Desde su primera aparición, Camus le había hecho entender que el ya no estar físicamente en el mundo no le afectaba de ninguna manera. Por alguna extraña razón, una que ninguna de los dos comprendía, sólo Milo podía percatarse de su presencia. Y sólo Milo podía afectar con sus sentimientos a aquel ángel de armadura dorada, ocasionando que este nunca pudiera dejarle.
El alma de Camus estaba en el limbo, y al parecer, Milo era el único que le acompañaba de cierta manera ahí. —Mantente callado. Si me descubren hablando contigo otra vez, estoy seguro de que me enviaran al psiquiátrico —Le explicó Milo suavemente al destellante ser a su lado, al tiempo en que se acercaba a las fosas de entrenamiento.

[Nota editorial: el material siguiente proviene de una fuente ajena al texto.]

// SPDX-FileCopyrightText: 2026 Relaydesk Contributors
// SPDX-License-Identifier: MIT OR Apache-2.0

//! Ticket row operations, including staff and support assignments.

use relaydesk_core::{RelaydeskError, TicketRecord, TicketStatus};
use rusqlite::params;

use crate::database::{map_tr_err, Database};

fn row_to_ticket(row: &rusqlite::Row<'_>) -> Result<(i64, String, Option<String>, String, String), rusqlite::Error> {
    Ok((
        row.get(0)?,
        row.get(1)?,
        row.get(2)?,
        row.get(3)?,
        row.get(4)?,
    ))
}

fn parse_status(raw: &str) -> Result<TicketStatus, RelaydeskError> {
    raw.parse::<TicketStatus>()
        .map_err(|_| RelaydeskError::Internal(format!("unknown ticket status in database: {raw}")))
}

const TICKET_COLUMNS: &str = "id, anon_id, ticket_room_id, status, ticket_name";

/// Insert a new ticket and return its row id.
pub async fn create_ticket(
    db: &Database,
    anon_id: &str,
    ticket_name: &str,
) -> Result<i64, RelaydeskError> {
    let anon_id = anon_id.to_string();
    let ticket_name = ticket_name.to_string();
    db.connection()
        .call(move |conn| {
            conn.execute(
                "INSERT INTO tickets (anon_id, ticket_name) VALUES (?1, ?2)",
                params![anon_id, ticket_name],
            )?;
            Ok(conn.last_insert_rowid())
        })
        .await
        .map_err(map_tr_err)
}

pub async fn get_ticket(
    db: &Database,
    ticket_id: i64,
) -> Result<Option<TicketRecord>, RelaydeskError> {
    let raw = db
        .connection()
        .call(move |conn| {
            let mut stmt = conn.prepare(&format!(
                "SELECT {TICKET_COLUMNS} FROM tickets WHERE id = ?1"
            ))?;
            let result = stmt.query_row(params![ticket_id], row_to_ticket);
            match result {
                Ok(row) => Ok(Some(row)),
                Err(rusqlite::Error::QueryReturnedNoRows) => Ok(None),
                Err(e) => Err(e.into()),
            }
        })
        .await
        .map_err(map_tr_err)?;

    match raw {
        None => Ok(None),
        Some((id, anon_id, ticket_room_id, status, ticket_name)) => Ok(Some(TicketRecord {
            id,
            anon_id,
            ticket_room_id,
            status: parse_status(&status)?,
            ticket_name,
        })),
    }
}

pub async fn set_ticket_room_id(
    db: &Database,
    ticket_id: i64,
    room_id: &str,
) -> Result<(), RelaydeskError> {
    let room_id = room_id.to_string();
    db.connection()
        .call(move |conn| {
            conn.execute(
                "UPDATE tickets SET ticket_room_id = ?1 WHERE id = ?2",
                params![room_id, ticket_id],
            )?;
            Ok(())
        })
        .await
        .map_err(map_tr_err)
}

pub async fn set_ticket_status(
    db: &Database,
    ticket_id: i64,
    status: TicketStatus,
) -> Result<(), RelaydeskError> {
    let status = status.to_string();
    db.connection()
        .call(move |conn| {
            conn.execute(
                "UPDATE tickets SET status = ?1 WHERE id = ?2",
                params![status, ticket_id],
            )?;
            Ok(())
        })
        .await
        .map_err(map_tr_err)
}

pub async fn assigned_staff(db: &Database, ticket_id: i64) -> Result<Vec<String>, RelaydeskError> {
    db.connection()
        .call(move |conn| {
            let mut stmt = conn.prepare(
                "SELECT user_id FROM ticket_staff WHERE ticket_id = ?1 ORDER BY user_id",
            )?;
            let rows = stmt.query_map(params![ticket_id], |row| row.get(0))?;
            let mut users = Vec::new();
            for row in rows {
                users.push(row?);
            }
            Ok(users)
        })
        .await
        .map_err(map_tr_err)
}

pub async fn assigned_support(
    db: &Database,
    ticket_id: i64,
) -> Result<Vec<String>, RelaydeskError> {
    db.connection()
        .call(move |conn| {
            let mut stmt = conn.prepare(
                "SELECT user_id FROM ticket_support WHERE ticket_id = ?1 ORDER BY user_id",
            )?;
            let rows = stmt.query_map(params![ticket_id], |row| row.get(0))?;
            let mut users = Vec::new();
            for row in rows {
                users.push(row?);
            }
            Ok(users)
        })
        .await
        .map_err(map_tr_err)
}

/// Assign a staff member to a ticket. A duplicate assignment is a no-op.
pub async fn assign_staff(
    db: &Database,
    ticket_id: i64,
    user_id: &str,
) -> Result<(), RelaydeskError> {
    let user_id = user_id.to_string();
    db.connection()
        .call(move |conn| {
            conn.execute(
                "INSERT OR IGNORE INTO ticket_staff (ticket_id, user_id) VALUES (?1, ?2)",
                params![ticket_id, user_id],
            )?;
            Ok(())
        })
        .await
        .map_err(map_tr_err)
}

/// Assign a secondary support member. A duplicate assignment is a no-op.
pub async fn assign_support(
    db: &Database,
    ticket_id: i64,
    user_id: &str,
) -> Result<(), RelaydeskError> {
    let user_id = user_id.to_string();
    db.connection()
        .call(move |conn| {
            conn.execute(
                "INSERT OR IGNORE INTO ticket_support (ticket_id, user_id) VALUES (?1, ?2)",
                params![ticket_id, user_id],
            )?;
            Ok(())
        })
        .await
        .map_err(map_tr_err)
}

—El problema es tuyo, porque siempre insistes en contestarme. —
—Porque te enojas y haces desastres si no lo hago. ¿De quién es el problema, entonces? — Resoplo el griego.
—Pues no es lindo que te ignoren como si no estuvieras. —
Un tanto incapaz de armar una frase coherente, y las palmas cálidas de Camus se posaron sus hombros antes de desvanecerse por completo del lugar. De nuevo aquella nostalgia... Milo cerró los ojos, agachando la cabeza para buscar un enfoque, y cuando por fin logró normalizar el latido acelerado de su corazón, miró al arco final que lo llevaba al patio de armas.